(RECORD EXTRACTS Opens)

//! Peer graph construction.
//!
//! Nodes are processed in address order. Each node draws uniformly random
//! peers until it reaches the minimum neighbor count, counting edges already
//! inserted toward it by earlier nodes; every edge is inserted symmetrically.
//! A final top-up sweep guarantees the minimum-degree invariant exactly, so
//! no node is ever left under-provisioned.

use std::collections::{BTreeMap, HashSet};

use rand::Rng;
use thiserror::Error;

use crate::NodeAddress;

/// Errors from topology construction and validation.
#[derive(Debug, Error, Clone, PartialEq, Eq)]
pub enum TopologyError {
    /// The minimum neighbor count is not satisfiable for this network size.
    #[error("network of {size} nodes cannot give every node {min_neighbors} neighbors")]
    NotEnoughNodes { size: usize, min_neighbors: usize },

    /// The contiguous address range starting at `first_address` does not
    /// fit `size` nodes.
    #[error("{size} nodes starting at {first_address} exceed the address space")]
    AddressSpaceExhausted {
        size: usize,
        first_address: NodeAddress,
    },

    /// A node ended up below the minimum neighbor count.
    #[error("node {node} has {degree} neighbors, minimum is {min_neighbors}")]
    UnderProvisioned {
        node: NodeAddress,
        degree: usize,
        min_neighbors: usize,
    },

    /// An edge exists in one direction only.
    #[error("edge {from} -> {to} is not mutual")]
    AsymmetricEdge { from: NodeAddress, to: NodeAddress },

    /// A node is listed as its own neighbor.
    #[error("node {0} has a self-edge")]
    SelfEdge(NodeAddress),

    /// A sample was requested that is larger than the available peer set.
    #[error("cannot sample {requested} peers from {available}")]
    SampleTooLarge { requested: usize, available: usize },
}

/// Symmetric adjacency mapping from node address to its neighbor addresses.
///
/// Built once at startup and immutable afterwards. Neighbor lists are sorted
/// and duplicate-free.
#[derive(Debug, Clone)]
pub struct Topology {
    neighbors: BTreeMap<NodeAddress, Vec<NodeAddress>>,
}

impl Topology {
    /// Number of nodes in the topology.
    pub fn len(&self) -> usize {
        self.neighbors.len()
    }

    /// Whether the topology has no nodes.
    pub fn is_empty(&self) -> bool {
        self.neighbors.is_empty()
    }

    /// All node addresses in ascending order.
    pub fn addresses(&self) -> impl Iterator<Item = NodeAddress> + '_ {
        self.neighbors.keys().copied()
    }

    /// The neighbor set of a node, or `None` for an unknown address.
    pub fn neighbors_of(&self, addr: NodeAddress) -> Option<&[NodeAddress]> {
        self.neighbors.get(&addr).map(Vec::as_slice)
    }

    /// Iterate `(node, neighbors)` pairs in address order.
    pub fn iter(&self) -> impl Iterator<Item = (NodeAddress, &[NodeAddress])> {
        self.neighbors.iter().map(|(&addr, ns)| (addr, ns.as_slice()))
    }

    /// Whether an edge exists between two nodes.
    pub fn contains_edge(&self, a: NodeAddress, b: NodeAddress) -> bool {
        self.neighbors
            .get(&a)
            .is_some_and(|ns| ns.binary_search(&b).is_ok())
    }

    /// The smallest neighbor count over all nodes.
    pub fn min_degree(&self) -> usize {
        self.neighbors
            .values()
            .map(Vec::len)
            .min()
            .unwrap_or_default()
    }

    /// Check every graph invariant: minimum degree, no self-edges, symmetry.
    pub fn validate(&self, min_neighbors: usize) -> Result<(), TopologyError> {
        for (&node, neighbors) in &self.neighbors {
            if neighbors.len() < min_neighbors {
                return Err(TopologyError::UnderProvisioned {
                    node,
                    degree: neighbors.len(),
                    min_neighbors,
                });
            }
            for &peer in neighbors {
                if peer == node {
                    return Err(TopologyError::SelfEdge(node));
                }
                if !self.contains_edge(peer, node) {
                    return Err(TopologyError::AsymmetricEdge {
                        from: node,
                        to: peer,
                    });
                }
            }
        }
        Ok(())
    }
}

/// Builds a random [`Topology`] over a contiguous address range.
#[derive(Debug, Clone)]
pub struct TopologyBuilder {
    size: usize,
    min_neighbors: usize,
    first_address: NodeAddress,
}

impl TopologyBuilder {
    /// Configure a builder for `size` nodes with at least `min_neighbors`
    /// neighbors each.
    pub fn new(size: usize, min_neighbors: usize) -> Self {
        Self {
            size,
            min_neighbors,
            first_address: NodeAddress::new(0),
        }
    }

    /// Address assigned to the first node; the rest follow contiguously.
    pub fn first_address(mut self, addr: NodeAddress) -> Self {
        self.first_address = addr;
        self
    }

    /// Build with a caller-supplied RNG (deterministic under a seeded RNG).
    pub fn build_with_rng<R: Rng + ?Sized>(&self, rng: &mut R) -> Result<Topology, TopologyError> {
        if self.min_neighbors >= self.size {
            return Err(TopologyError::NotEnoughNodes {
                size: self.size,
                min_neighbors: self.min_neighbors,
            });
        }
        let last_fits = u16::try_from(self.size - 1)
            .ok()
            .and_then(|span| self.first_address.value().checked_add(span))
            .is_some();
        if !last_fits {
            return Err(TopologyError::AddressSpaceExhausted {
                size: self.size,
                first_address: self.first_address,
            });
        }

        let mut adjacency: Vec<HashSet<usize>> = vec![HashSet::new(); self.size];

        for i in 0..self.size {
            self.fill_to_minimum(rng, &mut adjacency, i);
        }
        // Top up any node the forward sweep left below the minimum.
        for i in 0..self.size {
            self.fill_to_minimum(rng, &mut adjacency, i);
        }

        let base = self.first_address.value();
        let neighbors = adjacency
            .into_iter()
            .enumerate()
            .map(|(i, peers)| {
                let mut peers: Vec<NodeAddress> = peers
                    .into_iter()
                    .map(|p| NodeAddress::new(base + p as u16))
                    .collect();
                peers.sort_unstable();
                (NodeAddress::new(base + i as u16), peers)
            })
            .collect();

        Ok(Topology { neighbors })
    }

    /// Build using the thread-local RNG.
    pub fn build(&self) -> Result<Topology, TopologyError> {
        self.build_with_rng(&mut rand::thread_rng())
    }

    fn fill_to_minimum<R: Rng + ?Sized>(
        &self,
        rng: &mut R,
        adjacency: &mut [HashSet<usize>],
        node: usize,
    ) {
        let needed = self.min_neighbors.saturating_sub(adjacency[node].len());
        for _ in 0..needed {
            // Uniform draw, retrying on self-selection and duplicates.
            let mut candidate = rng.gen_range(0..self.size);
            while candidate == node || adjacency[node].contains(&candidate) {
                candidate = rng.gen_range(0..self.size);
            }
            adjacency[node].insert(candidate);
            adjacency[candidate].insert(node);
        }
    }
}

#[cfg(test)]
mod tests {
    use super::*;
    use proptest::prelude::*;
    use rand::rngs::StdRng;
    use rand::SeedableRng;

    fn build(size: usize, min_neighbors: usize, seed: u64) -> Topology {
        TopologyBuilder::new(size, min_neighbors)
            .first_address(NodeAddress::new(9000))
            .build_with_rng(&mut StdRng::seed_from_u64(seed))
            .expect("valid parameters")
    }

    #[test]
    fn every_node_reaches_minimum_degree() {
        let topology = build(10, 4, 1);
        assert_eq!(topology.len(), 10);
        assert!(topology.min_degree() >= 4);
    }

    #[test]
    fn invariants_hold_for_built_graph() {
        let topology = build(50, 6, 2);
        topology.validate(6).expect("graph invariants");
    }

    #[test]
    fn edges_are_symmetric() {
        let topology = build(20, 3, 3);
        for node in topology.addresses() {
            for &peer in topology.neighbors_of(node).expect("known node") {
                assert!(topology.contains_edge(peer, node), "{peer} -> {node} missing");
            }
        }
    }

    #[test]
    fn no_self_edges() {
        let topology = build(20, 3, 4);
        for node in topology.addresses() {
            assert!(!topology.contains_edge(node, node));
        }
    }

    #[test]
    fn addresses_are_contiguous_from_first() {
        let topology = build(5, 2, 5);
        let addrs: Vec<_> = topology.addresses().collect();
        assert_eq!(
            addrs,
            (9000..9005).map(NodeAddress::new).collect::<Vec<_>>()
        );
    }

    #[test]
    fn rejects_min_neighbors_equal_to_size() {
        let err = TopologyBuilder::new(5, 5)
            .build_with_rng(&mut StdRng::seed_from_u64(0))
            .unwrap_err();
        assert_eq!(
            err,
            TopologyError::NotEnoughNodes {
                size: 5,
                min_neighbors: 5
            }
        );
    }

    #[test]
    fn rejects_address_range_overflow() {
        let err = TopologyBuilder::new(10, 2)
            .first_address(NodeAddress::new(65_530))
            .build_with_rng(&mut StdRng::seed_from_u64(0))
            .unwrap_err();
        assert!(matches!(err, TopologyError::AddressSpaceExhausted { .. }));
    }

    #[test]
    fn rejects_empty_network() {
        assert!(TopologyBuilder::new(0, 0)
            .build_with_rng(&mut StdRng::seed_from_u64(0))
            .is_err());
    }

    #[test]
    fn validate_catches_asymmetry() {
        let mut topology = build(4, 2, 6);
        let first = topology.addresses().next().expect("nonempty");
        // Break symmetry by hand.
        let peer = topology.neighbors_of(first).expect("known")[0];
        topology
            .neighbors
            .get_mut(&peer)
            .expect("known")
            .retain(|&n| n != first);
        assert!(matches!(
            topology.validate(0),
            Err(TopologyError::AsymmetricEdge { .. })
        ));
    }

    proptest! {
        #[test]
        fn built_graphs_always_satisfy_invariants(
            size in 2usize..64,
            min_ratio in 0.0f64..1.0,
            seed in 0u64..1000,
        ) {
            let min_neighbors = ((size - 1) as f64 * min_ratio) as usize;
            let topology = TopologyBuilder::new(size, min_neighbors)
                .build_with_rng(&mut StdRng::seed_from_u64(seed))
                .expect("min_neighbors < size by construction");
            prop_assert!(topology.validate(min_neighbors).is_ok());
        }
    }
}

(RECORD EXTRACTS Closes)

WORK TO BE COMPLETED: Return all lines of the data in which the string "available" appears.

SOLUTION FOR THIS TASK:
    /// A sample was requested that is larger than the available peer set.
    #[error("cannot sample {requested} peers from {available}")]
    SampleTooLarge { requested: usize, available: usize },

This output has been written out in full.